*What is required*
Only the lines from the first line of the records through the line containing "第 1 页的请求已签发" belong in the answer. Copy them exactly.

[Exercise inputs Boundary: Start]

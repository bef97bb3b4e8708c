//! Dog Gallery TUI
//!
//! ## 架构
//!
//! 采用 Elm Architecture (TEA) 模式：
//! - **Model**: 应用状态 (`model/`)
//! - **Message**: 事件消息 (`message/`)
//! - **Update**: 状态更新 (`update/`)
//! - **View**: UI 渲染 (`view/`)
//! - **Event**: 输入处理 (`event/`)
//! - **Backend**: 配置与抓取任务派发 (`backend/`)
//!
//!
//! main.rs 的执行顺序：
//!
//!     init_logging()            // 日志写文件，guard 活到 main 结束
//!     load_or_init() + 环境变量  // <config_dir>/dog-gallery/config.json
//!     set_theme()
//!     Runtime::new()            // 抓取任务跑在 tokio 多线程运行时上
//!     create_source()           // http 或 demo 数据源
//!     init_terminal()
//!     App::new()                // 第 1 页的请求已签发
//!     app::run()                // 主循环
//!     restore_terminal()        // 无论成功与否，都恢复终端

mod app;
mod backend;
mod event;
mod message;
mod model;
mod update;
mod util;
mod view;

use anyhow::{Context, Result};
use dog_gallery_client::create_source;

use backend::{Fetcher, LocalConfigService};
use util::{init_logging, init_terminal, install_panic_hook, restore_terminal};

fn main() -> Result<(), anyhow::Error> {
    // 1. 日志
    let _log_guard = init_logging().context("failed to initialise logging")?;
    tracing::info!("starting dog-gallery-tui v{}", env!("CARGO_PKG_VERSION"));

    // 2. 配置（文件 + 环境变量）
    let config_service = LocalConfigService::new();
    let mut config = config_service
        .load_or_init()
        .with_context(|| format!("failed to load {}", config_service.path().display()))?;
    config.apply_overrides(|key| std::env::var(key).ok());
    config.validate()?;
    view::theme::set_theme(config.theme);

    // 3. 运行时与数据源
    let runtime = tokio::runtime::Runtime::new().context("failed to start tokio runtime")?;
    let source = create_source(config.source_settings())?;
    let (fetcher, mut results) = Fetcher::new(source, runtime.handle().clone());
    tracing::info!(source = fetcher.source_id(), "data source ready");

    // 4. 初始化终端
    install_panic_hook();
    let mut terminal = init_terminal()?;

    // 5. 创建应用实例
    let mut app = model::App::new(&config);

    // 6. 运行主循环
    let result = app::run(&mut terminal, &mut app, &fetcher, &mut results);

    // 7. 恢复终端（无论成功失败都执行）
    restore_terminal(&mut terminal)?;

    if let Err(ref e) = result {
        tracing::error!("exiting with error: {e:#}");
    }

    // 8. 返回结果
    result
}
//! 抓取状态
//!
//! 每次页码变化签发一张带递增序号的 `FetchTicket`；
//! 结果回来时只接受序号等于最新序号的那一个，旧结果直接丢弃。

use dog_gallery_client::{ClientError, DogRecord};

/// 一次已签发的请求
#[derive(Debug, Clone, Copy, PartialEq, Eq)]
pub struct FetchTicket {
    pub seq: u64,
    pub page: u32,
}

/// 抓取任务的结果（由后台任务发回主循环）
#[derive(Debug, Clone, PartialEq)]
pub struct FetchCompleted {
    pub seq: u64,
    pub page: u32,
    pub result: Result<Vec<DogRecord>, ClientError>,
}

/// 结果被应用后的分类
#[derive(Debug, Clone, PartialEq, Eq)]
pub enum Completion {
    /// 已被更新的请求取代，丢弃
    Stale,
    /// 成功，有记录
    Loaded(usize),
    /// 成功，但页面为空
    Empty,
    /// 失败，附带面向用户的消息
    Failed(String),
}

/// 抓取状态
#[derive(Debug, Default)]
pub struct FetchState {
    /// 最新请求是否尚未返回
    pub is_loading: bool,
    /// 当前显示的记录
    pub records: Vec<DogRecord>,
    /// 最近一次失败的消息
    pub last_error: Option<String>,
    /// 当前记录对应的页码
    pub loaded_page: Option<u32>,
    /// 当前选中的行
    pub selected: usize,
    /// 最近签发的序号（0 表示尚未签发）
    latest_seq: u64,
}

impl FetchState {
    pub fn new() -> Self {
        Self::default()
    }

    pub fn latest_seq(&self) -> u64 {
        self.latest_seq
    }

    /// 为 `page` 签发新请求，并进入加载状态
    pub fn begin(&mut self, page: u32) -> FetchTicket {
        self.latest_seq += 1;
        self.is_loading = true;
        FetchTicket {
            seq: self.latest_seq,
            page,
        }
    }

    /// 应用一个结果
    ///
    /// 结果整体替换记录列表，不做合并。
    pub fn complete(&mut self, outcome: FetchCompleted) -> Completion {
        if outcome.seq != self.latest_seq {
            return Completion::Stale;
        }

        self.is_loading = false;
        self.selected = 0;
        self.loaded_page = Some(outcome.page);

        match outcome.result {
            Ok(records) if records.is_empty() => {
                self.records.clear();
                self.last_error = None;
                Completion::Empty
            }
            Ok(records) => {
                let count = records.len();
                self.records = records;
                self.last_error = None;
                Completion::Loaded(count)
            }
            Err(err) => {
                let message = err.to_string();
                self.records.clear();
                self.last_error = Some(message.clone());
                Completion::Failed(message)
            }
        }
    }

    /// 选择上一项
    pub fn select_previous(&mut self) {
        self.selected = self.selected.saturating_sub(1);
    }

    /// 选择下一项
    pub fn select_next(&mut self) {
        if self.selected + 1 < self.records.len() {
            self.selected += 1;
        }
    }

    /// 选择第一项
    pub fn select_first(&mut self) {
        self.selected = 0;
    }

    /// 选择最后一项
    pub fn select_last(&mut self) {
        self.selected = self.records.len().saturating_sub(1);
    }

    /// 获取当前选中的记录
    pub fn selected_record(&self) -> Option<&DogRecord> {
        self.records.get(self.selected)
    }
}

[Exercise inputs Boundary: End]

*Your solution*
repository bef97bb3b4e8708c
//! Dog Gallery TUI
//!
//! ## 架构
//!
//! 采用 Elm Architecture (TEA) 模式：
//! - **Model**: 应用状态 (`model/`)
//! - **Message**: 事件消息 (`message/`)
//! - **Update**: 状态更新 (`update/`)
//! - **View**: UI 渲染 (`view/`)
//! - **Event**: 输入处理 (`event/`)
//! - **Backend**: 配置与抓取任务派发 (`backend/`)
//!
//!
//! main.rs 的执行顺序：
//!
//!     init_logging()            // 日志写文件，guard 活到 main 结束
//!     load_or_init() + 环境变量  // <config_dir>/dog-gallery/config.json
//!     set_theme()
//!     Runtime::new()            // 抓取任务跑在 tokio 多线程运行时上
//!     create_source()           // http 或 demo 数据源
//!     init_terminal()
//!     App::new()                // 第 1 页的请求已签发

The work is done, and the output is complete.